═══ Given records ═══
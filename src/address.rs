//! Bus address parsing and well-known bus locations.
//!
//! An address has the shape `transport:key=value[,key=value]*`. Only the
//! `unix` transport with a `path` key is supported; anything else is a
//! configuration error surfaced when the connection is first used.

use std::env;
use std::path::PathBuf;

use crate::error::*;

#[derive(Clone, Debug, PartialEq, Eq)]
pub struct BusAddress {
    pub path: PathBuf,
}

impl BusAddress {
    pub fn parse(address: &str) -> Result<Self> {
        let (transport, rest) = address
            .split_once(':')
            .ok_or_else(|| context!(ErrorKind::InvalidAddress(address.to_owned())))?;

        if transport != "unix" {
            return Err(context!(ErrorKind::InvalidAddress(format!(
                "unsupported transport '{}'",
                transport
            ))));
        }

        for prop in rest.split(',') {
            if let Some(("path", value)) = prop.split_once('=') {
                if value.is_empty() {
                    break;
                }
                return Ok(BusAddress { path: PathBuf::from(value) });
            }
        }

        Err(context!(ErrorKind::InvalidAddress(format!(
            "unix address without a path: '{}'",
            address
        ))))
    }
}

fn uid() -> u32 {
    // getuid can not fail
    unsafe { libc::getuid() }
}

/// The address of the user's session bus.
pub fn session_address() -> String {
    if let Ok(addr) = env::var("DBUS_SESSION_BUS_ADDRESS") {
        return addr;
    }
    match env::var("XDG_RUNTIME_DIR") {
        Ok(dir) => format!("unix:path={}/bus", dir),
        Err(_) => format!("unix:path=/run/user/{}/bus", uid()),
    }
}

/// The address of the system-wide bus.
pub fn system_address() -> String {
    env::var("DBUS_SYSTEM_BUS_ADDRESS")
        .unwrap_or_else(|_| "unix:path=/run/dbus/system_bus_socket".to_owned())
}

#[cfg(test)]
mod tests {
    use super::*;

    #[test]
    fn parses_unix_path() {
        let addr = BusAddress::parse("unix:path=/run/user/1000/bus").unwrap();
        assert_eq!(addr.path, PathBuf::from("/run/user/1000/bus"));
    }

    #[test]
    fn parses_extra_properties() {
        let addr = BusAddress::parse("unix:guid=abcdef,path=/tmp/bus").unwrap();
        assert_eq!(addr.path, PathBuf::from("/tmp/bus"));
    }

    #[test]
    fn rejects_other_transports() {
        let err = BusAddress::parse("tcp:host=localhost,port=1234").unwrap_err();
        assert!(matches!(err.kind(), ErrorKind::InvalidAddress(_)));
    }

    #[test]
    fn rejects_missing_path() {
        assert!(BusAddress::parse("unix:abstract=/tmp/x").is_err());
        assert!(BusAddress::parse("unix:path=").is_err());
        assert!(BusAddress::parse("garbage").is_err());
    }
}
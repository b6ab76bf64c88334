//! Client support for the D-Bus message bus.
//!
//! minibus connects to a session or system bus daemon over a local
//! stream socket and multiplexes method calls, signal subscriptions and
//! name ownership over that one connection.
//!
//! # Calling a method
//!
//! ```rust,no_run
//! use minibus::{Connection, Value};
//!
//! # async fn demo() -> minibus::Result<()> {
//! let conn = Connection::session();
//!
//! let reply = conn
//!     .call_method(
//!         Some("org.freedesktop.DBus"),
//!         "/org/freedesktop/DBus",
//!         Some("org.freedesktop.DBus"),
//!         "GetNameOwner",
//!         vec![Value::from("org.freedesktop.Notifications")],
//!     )
//!     .await?;
//! println!("owned by {}", reply.string(0)?);
//! # Ok(())
//! # }
//! ```
//!
//! # Receiving signals
//!
//! ```rust,no_run
//! use minibus::{Connection, SignalFilter};
//!
//! # async fn demo() -> minibus::Result<()> {
//! let conn = Connection::session();
//!
//! let filter = SignalFilter::new()
//!     .sender("org.freedesktop.Notifications")
//!     .interface("org.freedesktop.Notifications")
//!     .member("ActionInvoked");
//! let mut actions = conn.subscribe_signals(filter).await?;
//!
//! while let Some(signal) = actions.next().await {
//!     println!("action: {:?}", signal.values);
//! }
//! # Ok(())
//! # }
//! ```
//!
//! # Hosting an object
//!
//! ```rust,no_run
//! use minibus::{async_trait, Call, Connection, MethodResult, Object, Value};
//!
//! struct Ping;
//!
//! #[async_trait]
//! impl Object for Ping {
//!     fn path(&self) -> &str {
//!         "/com/example/Ping"
//!     }
//!
//!     async fn call(&mut self, call: &Call) -> MethodResult<Vec<Value>> {
//!         Ok(call.values.clone())
//!     }
//! }
//!
//! # async fn demo() -> minibus::Result<()> {
//! let conn = Connection::session();
//! conn.register_object(Box::new(Ping)).await?;
//! conn.request_name("com.example.Ping", Default::default()).await?;
//! # Ok(())
//! # }
//! ```

pub mod error;
pub use error::{Error, ErrorKind, Result};

mod address;
mod connection;
mod handlers;
mod message;
mod object;
mod value;
mod wire;
#[cfg(test)]
mod test;

pub use crate::address::{session_address, system_address, BusAddress};
pub use crate::connection::{
    Connection, NameEvents, ReleaseNameReply, RequestNameFlags, RequestNameReply, SignalFilter,
    SignalStream, Transport,
};
pub use crate::message::{
    Call, Message, MessageKind, MethodError, MethodResult, MethodReturn, Signal,
    ERR_FAILED, ERR_INVALID_ARGS, ERR_UNKNOWN_INTERFACE, ERR_UNKNOWN_METHOD, ERR_UNKNOWN_OBJECT,
    ERR_UNKNOWN_PROPERTY,
};
pub use crate::object::{Object, ObjectTree};
pub use crate::value::{Signature, Value};

// the trait macro object implementors need
pub use async_trait::async_trait;
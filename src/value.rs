//! Typed values and type signatures for the D-Bus wire format.
//!
//! Every message body is an ordered list of [`Value`]s described by a
//! compact [`Signature`] string, e.g. `s` for a string, `as` for an array
//! of strings or `a{sv}` for a string-keyed map of variants.

use std::fmt;

/// A compact D-Bus type string describing zero or more complete types.
#[derive(Clone, Debug, Default, PartialEq, Eq, Hash)]
pub struct Signature(String);

impl Signature {
    pub fn new<S: Into<String>>(signature: S) -> Self {
        Signature(signature.into())
    }

    pub fn as_str(&self) -> &str {
        &self.0
    }

    pub fn is_empty(&self) -> bool {
        self.0.is_empty()
    }
}

impl fmt::Display for Signature {
    fn fmt(&self, f: &mut fmt::Formatter) -> fmt::Result {
        f.write_str(&self.0)
    }
}

impl From<&str> for Signature {
    fn from(s: &str) -> Self {
        Signature(s.to_owned())
    }
}

/// A single typed value in a message body.
#[derive(Clone, Debug, PartialEq)]
pub enum Value {
    Byte(u8),
    Bool(bool),
    Int16(i16),
    Uint16(u16),
    Int32(i32),
    Uint32(u32),
    Int64(i64),
    Uint64(u64),
    Double(f64),
    String(String),
    ObjectPath(String),
    Signature(Signature),
    /// Homogeneous sequence; the element signature is carried so that
    /// empty arrays still encode.
    Array(Signature, Vec<Value>),
    Struct(Vec<Value>),
    /// Key/value pair, only valid as the element of an array.
    DictEntry(Box<Value>, Box<Value>),
    Variant(Box<Value>),
}

impl Value {
    /// The signature of this single complete value.
    pub fn signature(&self) -> Signature {
        let mut out = String::with_capacity(2);
        self.write_signature(&mut out);
        Signature(out)
    }

    fn write_signature(&self, out: &mut String) {
        match self {
            Value::Byte(_) => out.push('y'),
            Value::Bool(_) => out.push('b'),
            Value::Int16(_) => out.push('n'),
            Value::Uint16(_) => out.push('q'),
            Value::Int32(_) => out.push('i'),
            Value::Uint32(_) => out.push('u'),
            Value::Int64(_) => out.push('x'),
            Value::Uint64(_) => out.push('t'),
            Value::Double(_) => out.push('d'),
            Value::String(_) => out.push('s'),
            Value::ObjectPath(_) => out.push('o'),
            Value::Signature(_) => out.push('g'),
            Value::Array(elem, _) => {
                out.push('a');
                out.push_str(elem.as_str());
            }
            Value::Struct(fields) => {
                out.push('(');
                for field in fields {
                    field.write_signature(out);
                }
                out.push(')');
            }
            Value::DictEntry(key, val) => {
                out.push('{');
                key.write_signature(out);
                val.write_signature(out);
                out.push('}');
            }
            Value::Variant(_) => out.push('v'),
        }
    }

    /// Build an array value from an element signature and items.
    pub fn array<S: Into<Signature>>(elem: S, items: Vec<Value>) -> Self {
        Value::Array(elem.into(), items)
    }

    pub fn as_str(&self) -> Option<&str> {
        match self {
            Value::String(s) | Value::ObjectPath(s) => Some(s),
            _ => None,
        }
    }

    pub fn as_u32(&self) -> Option<u32> {
        match self {
            Value::Uint32(v) => Some(*v),
            _ => None,
        }
    }

    pub fn as_bool(&self) -> Option<bool> {
        match self {
            Value::Bool(v) => Some(*v),
            _ => None,
        }
    }

    /// Interpret an `as` array as a list of owned strings.
    pub fn as_string_list(&self) -> Option<Vec<String>> {
        match self {
            Value::Array(_, items) => items
                .iter()
                .map(|it| it.as_str().map(str::to_owned))
                .collect(),
            _ => None,
        }
    }
}

macro_rules! impl_from_value {
    ($(($variant:ident: $t:ty)),*,) => {
        $(
            impl From<$t> for Value {
                fn from(v: $t) -> Value {
                    Value::$variant(v)
                }
            }
        )*
    };
}

impl_from_value!(
    (Byte: u8),
    (Bool: bool),
    (Int16: i16),
    (Uint16: u16),
    (Int32: i32),
    (Uint32: u32),
    (Int64: i64),
    (Uint64: u64),
    (Double: f64),
    (String: String),
);

impl From<&str> for Value {
    fn from(v: &str) -> Value {
        Value::String(v.to_owned())
    }
}

impl From<Vec<String>> for Value {
    fn from(v: Vec<String>) -> Value {
        Value::Array(Signature::from("s"), v.into_iter().map(Value::String).collect())
    }
}

/// Alignment of the type starting with `code`, in bytes.
pub(crate) fn alignment(code: u8) -> usize {
    match code {
        b'y' | b'g' | b'v' => 1,
        b'n' | b'q' => 2,
        b'b' | b'i' | b'u' | b's' | b'o' | b'a' | b'h' => 4,
        b'x' | b't' | b'd' | b'(' | b'{' => 8,
        _ => 1,
    }
}

/// Split `sig` into its leading complete type and the remainder.
///
/// Returns `None` when the signature is empty or malformed.
pub(crate) fn split_first_type(sig: &str) -> Option<(&str, &str)> {
    let bytes = sig.as_bytes();
    let first = *bytes.first()?;
    match first {
        b'y' | b'b' | b'n' | b'q' | b'i' | b'u' | b'x' | b't' | b'd' | b's' | b'o' | b'g'
        | b'h' | b'v' => Some(sig.split_at(1)),
        b'a' => {
            let (elem, _) = split_first_type(&sig[1..])?;
            Some(sig.split_at(1 + elem.len()))
        }
        b'(' | b'{' => {
            let close = if first == b'(' { b')' } else { b'}' };
            let mut depth = 0usize;
            for (idx, &b) in bytes.iter().enumerate() {
                match b {
                    b'(' | b'{' => depth += 1,
                    b')' | b'}' => {
                        depth -= 1;
                        if depth == 0 {
                            if b != close {
                                return None;
                            }
                            return Some(sig.split_at(idx + 1));
                        }
                    }
                    _ => {}
                }
            }
            None
        }
        _ => None,
    }
}

/// Split a signature into all of its complete types.
pub(crate) fn split_types(sig: &str) -> Option<Vec<&str>> {
    let mut rest = sig;
    let mut out = Vec::new();
    while !rest.is_empty() {
        let (first, tail) = split_first_type(rest)?;
        out.push(first);
        rest = tail;
    }
    Some(out)
}

#[cfg(test)]
mod tests {
    use super::*;

    #[test]
    fn signature_of_values() {
        assert_eq!(Value::Uint32(7).signature().as_str(), "u");
        assert_eq!(
            Value::Struct(vec![Value::Uint32(1), Value::String("x".into())])
                .signature()
                .as_str(),
            "(us)"
        );
        assert_eq!(
            Value::array("{sv}", vec![]).signature().as_str(),
            "a{sv}"
        );
        assert_eq!(
            Value::Variant(Box::new(Value::Bool(true))).signature().as_str(),
            "v"
        );
    }

    #[test]
    fn split_complete_types() {
        assert_eq!(split_types("sau(ub)"), Some(vec!["s", "au", "(ub)"]));
        assert_eq!(split_types("a{sv}x"), Some(vec!["a{sv}", "x"]));
        assert_eq!(split_types(""), Some(vec![]));
        assert_eq!(split_types("a"), None);
        assert_eq!(split_types("(s"), None);
    }

    #[test]
    fn string_list_roundtrip() {
        let val = Value::from(vec!["a".to_owned(), "b".to_owned()]);
        assert_eq!(val.signature().as_str(), "as");
        assert_eq!(val.as_string_list().unwrap(), vec!["a", "b"]);
    }
}
/// Where a correlated reply goes once it arrives.
enum ReplySlot {
    /// A user-visible method call.
    Call(oneshot::Sender<Result<MethodReturn>>),
    /// The AddMatch acknowledging a new subscription.
    AddMatch {
        rule: String,
        sub_id: u64,
        done: oneshot::Sender<Result<()>>,
    },
    RequestName {
        name: String,
        done: oneshot::Sender<Result<RequestNameReply>>,
    },
    ReleaseName {
        name: String,
        done: oneshot::Sender<Result<ReleaseNameReply>>,
    },
    /// Fire-and-forget GetNameOwner priming the owner cache.
    PrimeNameOwner { name: String },
}

fn fail_slot(slot: ReplySlot, err: Error) {
    match slot {
        ReplySlot::Call(tx) => {
            let _ = tx.send(Err(err));
        }
        ReplySlot::AddMatch { done, .. } => {
            let _ = done.send(Err(err));
        }
        ReplySlot::RequestName { done, .. } => {
            let _ = done.send(Err(err));
        }
        ReplySlot::ReleaseName { done, .. } => {
            let _ = done.send(Err(err));
        }
        ReplySlot::PrimeNameOwner { .. } => {}
    }
}

struct Subscription {
    id: u64,
    filter: SignalFilter,
    rule: String,
    tx: mpsc::UnboundedSender<Signal>,
}

#[derive(Clone, Copy, Debug, PartialEq, Eq)]
enum ConnState {
    Disconnected,
    Ready,
    Closed,
}

/// A handle to one bus connection.
///
/// The handle is cheap to clone; all clones drive the same connection.
/// The connection is opened lazily by the first operation that needs the
/// wire, and a second operation arriving while the handshake is in
/// flight simply queues behind it.
///
/// ```rust,no_run
/// use minibus::Connection;
///
/// # async fn demo() -> minibus::Result<()> {
/// let conn = Connection::session();
/// let reply = conn
///     .call_method(
///         Some("org.freedesktop.Notifications"),
///         "/org/freedesktop/Notifications",
///         Some("org.freedesktop.DBus.Peer"),
///         "Ping",
///         vec![],
///     )
///     .await?;
/// assert!(reply.values.is_empty());
/// # Ok(())
/// # }
/// ```
#[derive(Clone)]
pub struct Connection {
    cmd: mpsc::UnboundedSender<Command>,
    name_acquired: broadcast::Sender<String>,
    name_lost: broadcast::Sender<String>,
    next_sub_id: Arc<AtomicU64>,
}

impl Connection {
    /// A connection to the bus at `address`. The address is validated
    /// when the connection is first used.
    ///
    /// Must be called from within a tokio runtime: the engine task is
    /// spawned here.
    pub fn new(address: &str) -> Self {
        Connection::start(Some(address.to_owned()), None)
    }

    /// A connection to the user's session bus.
    pub fn session() -> Self {
        Connection::start(Some(address::session_address()), None)
    }

    /// A connection to the system-wide bus.
    pub fn system() -> Self {
        Connection::start(Some(address::system_address()), None)
    }

    /// A connection over an already-established duplex stream. The full
    /// handshake is still performed over it. Useful for custom
    /// transports and for tests.
    pub fn with_transport<T: Transport + 'static>(io: T) -> Self {
        Connection::start(None, Some(Box::new(io)))
    }

    fn start(address: Option<String>, preset: Option<BoxedTransport>) -> Self {
        let (cmd_tx, cmd_rx) = mpsc::unbounded_channel();
        let (name_acquired_tx, _) = broadcast::channel(EVENT_CHANNEL_CAPACITY);
        let (name_lost_tx, _) = broadcast::channel(EVENT_CHANNEL_CAPACITY);

        let engine = Engine {
            address,
            preset,
            state: ConnState::Disconnected,
            transport: None,
            read_buf: ReadBuffer::new(),
            serial: 0,
            hello_serial: None,
            unique_name: None,
            pending: HashMap::new(),
            subscriptions: Vec::new(),
            match_rules: HashMap::new(),
            internal_rules: Vec::new(),
            name_owners: HashMap::new(),
            owned_names: HashSet::new(),
            objects: ObjectTree::new(),
            cmd_rx,
            name_acquired_tx: name_acquired_tx.clone(),
            name_lost_tx: name_lost_tx.clone(),
        };
        tokio::spawn(engine.run());

        Connection {
            cmd: cmd_tx,
            name_acquired: name_acquired_tx,
            name_lost: name_lost_tx,
            next_sub_id: Arc::new(AtomicU64::new(1)),
        }
    }

    async fn request<T>(
        &self,
        make: impl FnOnce(oneshot::Sender<Result<T>>) -> Command,
    ) -> Result<T> {
        let (tx, rx) = oneshot::channel();
        self.cmd
            .send(make(tx))
            .map_err(|_| context!(ErrorKind::ConnectionClosed))?;
        match rx.await {
            Ok(result) => result,
            Err(_) => Err(context!(ErrorKind::ConnectionClosed)),
        }
    }

    /// Call a method on a remote object and await its reply.
    ///
    /// A remote error reply surfaces as [`ErrorKind::MethodError`]; the
    /// engine imposes no timeout (wrap the call if one is wanted).
    pub async fn call_method(
        &self,
        destination: Option<&str>,
        path: &str,
        interface: Option<&str>,
        member: &str,
        values: Vec<Value>,
    ) -> Result<MethodReturn> {
        let msg = Message::method_call(destination, path, interface, member, values);
        self.request(|reply| Command::Call { msg, reply }).await
    }

    /// Emit a signal broadcast.
    pub async fn emit_signal(
        &self,
        destination: Option<&str>,
        path: &str,
        interface: &str,
        member: &str,
        values: Vec<Value>,
    ) -> Result<()> {
        let msg = Message::signal(destination, path, interface, member, values);
        self.request(|done| Command::Send { msg, done }).await
    }

    /// Subscribe to signal broadcasts matching `filter`.
    ///
    /// The derived match rule is registered with the bus the first time
    /// any live subscription needs it; identical filters share one
    /// registration. Dropping the returned stream cancels the
    /// subscription.
    ///
    /// When the filter names a well-known sender, the owner cache is
    /// primed by a background lookup; signals arriving before the lookup
    /// completes may be missed.
    pub async fn subscribe_signals(&self, filter: SignalFilter) -> Result<SignalStream> {
        let id = self.next_sub_id.fetch_add(1, Ordering::Relaxed);
        let (tx, rx) = mpsc::unbounded_channel();
        self.request(|done| Command::Subscribe { id, filter, tx, done })
            .await?;
        Ok(SignalStream { rx, id, cmd: self.cmd.clone() })
    }

    /// Expose an object on this connection. Fails if an object is
    /// already registered at the same path.
    pub async fn register_object(&self, object: Box<dyn Object>) -> Result<()> {
        self.request(|done| Command::RegisterObject { object, done })
            .await
    }

    /// Ask the bus for ownership of a well-known name.
    pub async fn request_name(&self, name: &str, flags: RequestNameFlags) -> Result<RequestNameReply> {
        let name = name.to_owned();
        let flags = flags.bits();
        self.request(|done| Command::RequestName { name, flags, done })
            .await
    }

    /// Give a well-known name back to the bus.
    pub async fn release_name(&self, name: &str) -> Result<ReleaseNameReply> {
        let name = name.to_owned();
        self.request(|done| Command::ReleaseName { name, done }).await
    }

    /// The unique name the bus assigned to this connection.
    pub async fn unique_name(&self) -> Result<String> {
        self.request(|done| Command::UniqueName { done }).await
    }

    /// The well-known names this connection currently owns.
    pub async fn owned_names(&self) -> Result<Vec<String>> {
        self.request(|done| Command::OwnedNames { done }).await
    }

    /// Events for names this connection acquires.
    pub fn name_acquired(&self) -> NameEvents {
        NameEvents { rx: self.name_acquired.subscribe() }
    }

    /// Events for names this connection loses.
    pub fn name_lost(&self) -> NameEvents {
        NameEvents { rx: self.name_lost.subscribe() }
    }

    /// Close the connection: the internal name-tracking subscriptions
    /// are cancelled, every pending call fails and all subscription
    /// channels close. Further operations fail with
    /// [`ErrorKind::ConnectionClosed`].
    pub async fn close(&self) -> Result<()> {
        self.request(|done| Command::Close { done }).await
    }

    async fn bus_call(&self, member: &str, values: Vec<Value>) -> Result<MethodReturn> {
        self.call_method(Some(BUS_NAME), BUS_PATH, Some(BUS_IFACE), member, values)
            .await
    }

    /// All names currently on the bus.
    pub async fn list_names(&self) -> Result<Vec<String>> {
        self.bus_call("ListNames", vec![]).await?.string_list(0)
    }

    /// All names the bus could activate a service for.
    pub async fn list_activatable_names(&self) -> Result<Vec<String>> {
        self.bus_call("ListActivatableNames", vec![])
            .await?
            .string_list(0)
    }

    /// The unique names queued for ownership of `name`.
    pub async fn list_queued_owners(&self, name: &str) -> Result<Vec<String>> {
        self.bus_call("ListQueuedOwners", vec![name.into()])
            .await?
            .string_list(0)
    }

    pub async fn name_has_owner(&self, name: &str) -> Result<bool> {
        self.bus_call("NameHasOwner", vec![name.into()]).await?.bool(0)
    }

    /// The unique name currently owning `name`.
    pub async fn get_name_owner(&self, name: &str) -> Result<String> {
        Ok(self
            .bus_call("GetNameOwner", vec![name.into()])
            .await?
            .string(0)?
            .to_owned())
    }

    /// The bus daemon's globally unique id.
    pub async fn get_id(&self) -> Result<String> {
        Ok(self.bus_call("GetId", vec![]).await?.string(0)?.to_owned())
    }

    /// Ping a peer through its `org.freedesktop.DBus.Peer` interface.
    pub async fn ping(&self, destination: &str) -> Result<()> {
        self.call_method(Some(destination), "/", Some(handlers::PEER_IFACE), "Ping", vec![])
            .await?;
        Ok(())
    }

    /// The machine id of the host a peer runs on.
    pub async fn get_machine_id(&self, destination: &str) -> Result<String> {
        Ok(self
            .call_method(
                Some(destination),
                "/",
                Some(handlers::PEER_IFACE),
                "GetMachineId",
                vec![],
            )
            .await?
            .string(0)?
            .to_owned())
    }
}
═══
- [How to complete this task]:
Could you find every line in the records above that has the string "MethodResult" and copy it?

- [Response box]:
//! use minibus::{async_trait, Call, Connection, MethodResult, Object, Value};
//!     async fn call(&mut self, call: &Call) -> MethodResult<Vec<Value>> {
    Call, Message, MessageKind, MethodError, MethodResult, MethodReturn, Signal,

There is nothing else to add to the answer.